This is my time of the year.

I feel like I have both feet on the ground, and have a stable foundation, but have a chaotic, roiling cloud in the middle.

‘Splain?

Hrm.

Well, like the observations I’ve made about myself, and conclusions I’ve come to, have given me access to a lot of stability within myself that I was looking for externally.

But, no matter how much stability is in me, there’s change too… and especially with the time of year, there’s big change…

Oh, you should have seen the clouds this morning. Low-hanging, some so dark as to be bruises on the sky. Slow and sluggish, they denied the force of the wind that was whipping my canvas-type trench coat around my legs and body. I felt that, and my hair try to escape its tie, and couldn’t help but smile and laugh. The wind had a cold bite, the storm clouds could bring either thunder and lightning or snow.

And I was on time for work today.

This is my time of year. All day long it feels like dusk. This is my time. I can feel them in the sky, under the pavement and the earth, in the Red Cedar, even in the flame of a lighter. This is mine. Last year, I felt like the ordeal I went through was a test. I passed. I felt promoted, like from a soldier to an officer. This is. It was about the same time my good friend gave me an extra wallet chain that he didn’t need. It was interspersed with metallic skulls. I added it to my trench coat. Cord of office, you could say, considering who it was that promoted me. This.
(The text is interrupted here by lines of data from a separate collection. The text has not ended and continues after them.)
//! Multinomial naive Bayes classifier artifact

use serde::{Deserialize, Serialize};

use super::{check_dimension, softmax, Classifier, FeatureVector};
use crate::error::{ArtifactError, InferenceError};

/// Fitted multinomial naive Bayes model
#[derive(Debug, Clone, Deserialize, Serialize)]
pub struct MultinomialNb {
    /// Class labels
    classes: Vec<String>,
    /// Log prior probability per class
    class_log_prior: Vec<f64>,
    /// Log probability of each feature given the class, one row per class
    feature_log_prob: Vec<Vec<f64>>,
}

impl MultinomialNb {
    pub fn new(
        classes: Vec<String>,
        class_log_prior: Vec<f64>,
        feature_log_prob: Vec<Vec<f64>>,
    ) -> Result<Self, ArtifactError> {
        let model = Self {
            classes,
            class_log_prior,
            feature_log_prob,
        };
        model.validate()?;
        Ok(model)
    }

    /// Check that priors and likelihood rows line up with the classes
    pub fn validate(&self) -> Result<(), ArtifactError> {
        if self.classes.len() < 2 {
            return Err(ArtifactError::Invalid(
                "Naive Bayes model needs at least two classes".to_string(),
            ));
        }

        if self.class_log_prior.len() != self.classes.len()
            || self.feature_log_prob.len() != self.classes.len()
        {
            return Err(ArtifactError::Invalid(format!(
                "Naive Bayes model has {} classes, {} priors and {} likelihood rows",
                self.classes.len(),
                self.class_log_prior.len(),
                self.feature_log_prob.len()
            )));
        }

        let width = self.n_features();
        if width == 0 || self.feature_log_prob.iter().any(|row| row.len() != width) {
            return Err(ArtifactError::Invalid(
                "Naive Bayes likelihood rows must be non-empty and equally wide".to_string(),
            ));
        }

        Ok(())
    }

    /// Joint log likelihood of the document under each class
    fn joint_log_likelihood(&self, features: &FeatureVector) -> Vec<f64> {
        self.class_log_prior
            .iter()
            .zip(&self.feature_log_prob)
            .map(|(prior, row)| prior + features.dot(row))
            .collect()
    }
}

impl Classifier for MultinomialNb {
    fn classes(&self) -> &[String] {
        &self.classes
    }

    fn n_features(&self) -> usize {
        self.feature_log_prob.first().map_or(0, Vec::len)
    }

    fn predict_proba(&self, features: &FeatureVector) -> Result<Vec<f64>, InferenceError> {
        check_dimension(features, self.n_features())?;
        Ok(softmax(&self.joint_log_likelihood(features)))
    }

    fn name(&self) -> &str {
        "multinomial_nb"
    }
}

#[cfg(test)]
mod tests {
    use super::*;

    fn model() -> MultinomialNb {
        MultinomialNb::new(
            vec!["ham".to_string(), "spam".to_string()],
            vec![0.5f64.ln(), 0.5f64.ln()],
            vec![
                vec![0.2f64.ln(), 0.8f64.ln()],
                vec![0.8f64.ln(), 0.2f64.ln()],
            ],
        )
        .unwrap()
    }

    #[test]
    fn test_predict_proba() {
        let features = FeatureVector::from_dense(&[2.0, 0.0]);
        let probabilities = model().predict_proba(&features).unwrap();

        // 0.8^2 / (0.8^2 + 0.2^2)
        assert!((probabilities[1] - 0.64 / 0.68).abs() < 1e-12);
        assert!((probabilities[0] + probabilities[1] - 1.0).abs() < 1e-12);
    }

    #[test]
    fn test_predict_label() {
        let model = model();
        assert_eq!(model.predict(&FeatureVector::from_dense(&[1.0, 0.0])).unwrap(), "spam");
        assert_eq!(model.predict(&FeatureVector::from_dense(&[0.0, 1.0])).unwrap(), "ham");
    }

    #[test]
    fn test_empty_document_uses_priors() {
        let probabilities = model().predict_proba(&FeatureVector::new(2, vec![])).unwrap();
        assert!((probabilities[0] - 0.5).abs() < 1e-12);
    }

    #[test]
    fn test_dimension_mismatch() {
        let result = model().predict_proba(&FeatureVector::from_dense(&[1.0, 0.0, 0.0]));
        assert!(matches!(
            result,
            Err(InferenceError::DimensionMismatch { expected: 2, actual: 3 })
        ));
    }

    #[test]
    fn test_rejects_ragged_rows() {
        let result = MultinomialNb::new(
            vec!["ham".to_string(), "spam".to_string()],
            vec![0.0, 0.0],
            vec![vec![0.0, 0.0], vec![0.0]],
        );
        assert!(result.is_err());
    }
}
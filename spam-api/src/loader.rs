//! Artifact loading
//!
//! Reads the vectorizer and model documents from disk once at startup.
//! Each document is JSON with a `kind` tag selecting the implementation:
//!
//! ```json
//! {"kind": "tfidf", "vocabulary": {"free": 0, "prize": 1}, "idf": [1.2, 2.3]}
//! {"kind": "multinomial_nb", "classes": ["ham", "spam"],
//!  "class_log_prior": [-0.1, -2.3], "feature_log_prob": [[-1.0, -2.0], [-0.5, -0.9]]}
//! ```

use serde::de::DeserializeOwned;
use serde::Deserialize;
use std::path::Path;
use std::sync::Arc;
use tracing::{error, info, warn};

use crate::config::{ArtifactConfig, Backend};
use crate::detector::SpamDetector;
use crate::error::ArtifactError;
use crate::model::{
    Classifier, LogisticRegression, MockClassifier, MockVectorizer, MultinomialNb,
    TfidfVectorizer, Vectorizer,
};

/// Vectorizer artifact document
#[derive(Debug, Deserialize)]
#[serde(tag = "kind", rename_all = "snake_case")]
pub enum VectorizerArtifact {
    Tfidf(TfidfVectorizer),
}

/// Model artifact document
#[derive(Debug, Deserialize)]
#[serde(tag = "kind", rename_all = "snake_case")]
pub enum ModelArtifact {
    MultinomialNb(MultinomialNb),
    LogisticRegression(LogisticRegression),
}

fn read_artifact<T: DeserializeOwned>(path: &Path) -> Result<T, ArtifactError> {
    let content = std::fs::read(path).map_err(|source| {
        if source.kind() == std::io::ErrorKind::NotFound {
            ArtifactError::NotFound {
                path: path.to_path_buf(),
            }
        } else {
            ArtifactError::Io {
                path: path.to_path_buf(),
                source,
            }
        }
    })?;

    serde_json::from_slice(&content).map_err(|source| ArtifactError::Parse {
        path: path.to_path_buf(),
        source,
    })
}

/// Load and validate a vectorizer artifact
pub fn load_vectorizer(path: &Path) -> Result<Arc<dyn Vectorizer>, ArtifactError> {
    match read_artifact::<VectorizerArtifact>(path)? {
        VectorizerArtifact::Tfidf(vectorizer) => {
            vectorizer.validate()?;
            info!(
                "Loaded tfidf vectorizer from {} ({} terms)",
                path.display(),
                vectorizer.vocabulary_size()
            );
            Ok(Arc::new(vectorizer))
        }
    }
}

/// Load and validate a model artifact
pub fn load_classifier(path: &Path) -> Result<Arc<dyn Classifier>, ArtifactError> {
    let classifier: Arc<dyn Classifier> = match read_artifact::<ModelArtifact>(path)? {
        ModelArtifact::MultinomialNb(model) => {
            model.validate()?;
            Arc::new(model)
        }
        ModelArtifact::LogisticRegression(model) => {
            model.validate()?;
            Arc::new(model)
        }
    };

    info!(
        "Loaded {} model from {} (classes: {:?})",
        classifier.name(),
        path.display(),
        classifier.classes()
    );

    Ok(classifier)
}

/// Build the detector described by `config`
pub fn load_detector(config: &ArtifactConfig) -> Result<SpamDetector, ArtifactError> {
    let (vectorizer, classifier) = match config.backend {
        Backend::Mock => {
            warn!("Using mock model, predictions are keyword based");
            let vectorizer: Arc<dyn Vectorizer> = Arc::new(MockVectorizer::new());
            let classifier: Arc<dyn Classifier> = Arc::new(MockClassifier::new());
            (vectorizer, classifier)
        }
        Backend::File => (
            load_vectorizer(&config.vectorizer_path)?,
            load_classifier(&config.model_path)?,
        ),
    };

    if vectorizer.dimension() != classifier.n_features() {
        return Err(ArtifactError::Invalid(format!(
            "Vectorizer produces {} features but model expects {}",
            vectorizer.dimension(),
            classifier.n_features()
        )));
    }

    Ok(SpamDetector::new(vectorizer, classifier))
}

/// Load the detector at process start.
///
/// A load failure is fatal when `config.required` is set. Otherwise it is
/// logged and `None` is returned so the server can start without a model.
pub fn load_for_startup(config: &ArtifactConfig) -> Result<Option<SpamDetector>, ArtifactError> {
    info!("Loading model and vectorizer...");

    match load_detector(config) {
        Ok(detector) => {
            info!("Model loaded successfully");
            Ok(Some(detector))
        }
        Err(e) if config.required => {
            error!("Failed to load artifacts: {}", e);
            Err(e)
        }
        Err(e) => {
            error!("Failed to load artifacts: {}", e);
            warn!("Starting without a model, /predict will fail until artifacts are provided");
            Ok(None)
        }
    }
}
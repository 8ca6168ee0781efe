//! HTTP API for spam-api
//!
//! Three routes: `/` (capability listing), `/health` and `/predict`.

pub mod error;
pub mod handlers;
pub mod server;

pub use error::ApiError;
pub use server::{router, ApiServer, AppState};
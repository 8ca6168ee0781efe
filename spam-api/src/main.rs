//! spam-api: Spam Detector HTTP API

use spam_api::api::ApiServer;
use spam_api::loader::load_for_startup;
use spam_api::{Config, SpamApiError};
use std::path::PathBuf;
use tracing::info;
use tracing_subscriber::{layer::SubscriberExt, util::SubscriberInitExt};

#[tokio::main]
async fn main() -> anyhow::Result<()> {
    let config_path = std::env::args().nth(1).map(PathBuf::from);
    let config = Config::load(config_path.as_deref())?;
    config.validate()?;

    // Initialize logging
    let default_filter = if config.server.debug {
        "spam_api=debug,tower_http=debug"
    } else {
        "spam_api=info,tower_http=info"
    };

    tracing_subscriber::registry()
        .with(
            tracing_subscriber::EnvFilter::try_from_default_env()
                .unwrap_or_else(|_| default_filter.into()),
        )
        .with(tracing_subscriber::fmt::layer())
        .init();

    info!("Starting spam-api v{}", env!("CARGO_PKG_VERSION"));
    match config_path {
        Some(ref path) => info!("Configuration loaded from {}", path.display()),
        None => info!("No config file specified, using config.toml or defaults"),
    }

    let detector = load_for_startup(&config.artifacts).map_err(SpamApiError::Artifact)?;

    let server = ApiServer::new(config, detector);
    server.run().await?;

    Ok(())
}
Every year, around this time, I feel like I could make a hole. Make a hole, and tear it wide open. Let the chaos and the surrealism overwhelm those that aren’t built to handle it. Let the jungle of the real begin. How would you react if a hobbit came out of an alley, smoking a cigarette, and flicked you off? How would you feel, looking up, and seeing dragons, scales interspersed with circuitry, mating in a thunderstorm? How would you feel, going to an apartment complex, and seeing two gryphons guarding someone they valued deeply? How would you feel if you heard chanting, and then in a blink of an eye, had to bear the full glory of four archangels driving out all that wasn’t sacred from that space? How would you feel, if god or jesus showed up at night when you prayed? Would you be able to bear it, if this was reality? Would your mind and soul bear the onslaught?

What fun!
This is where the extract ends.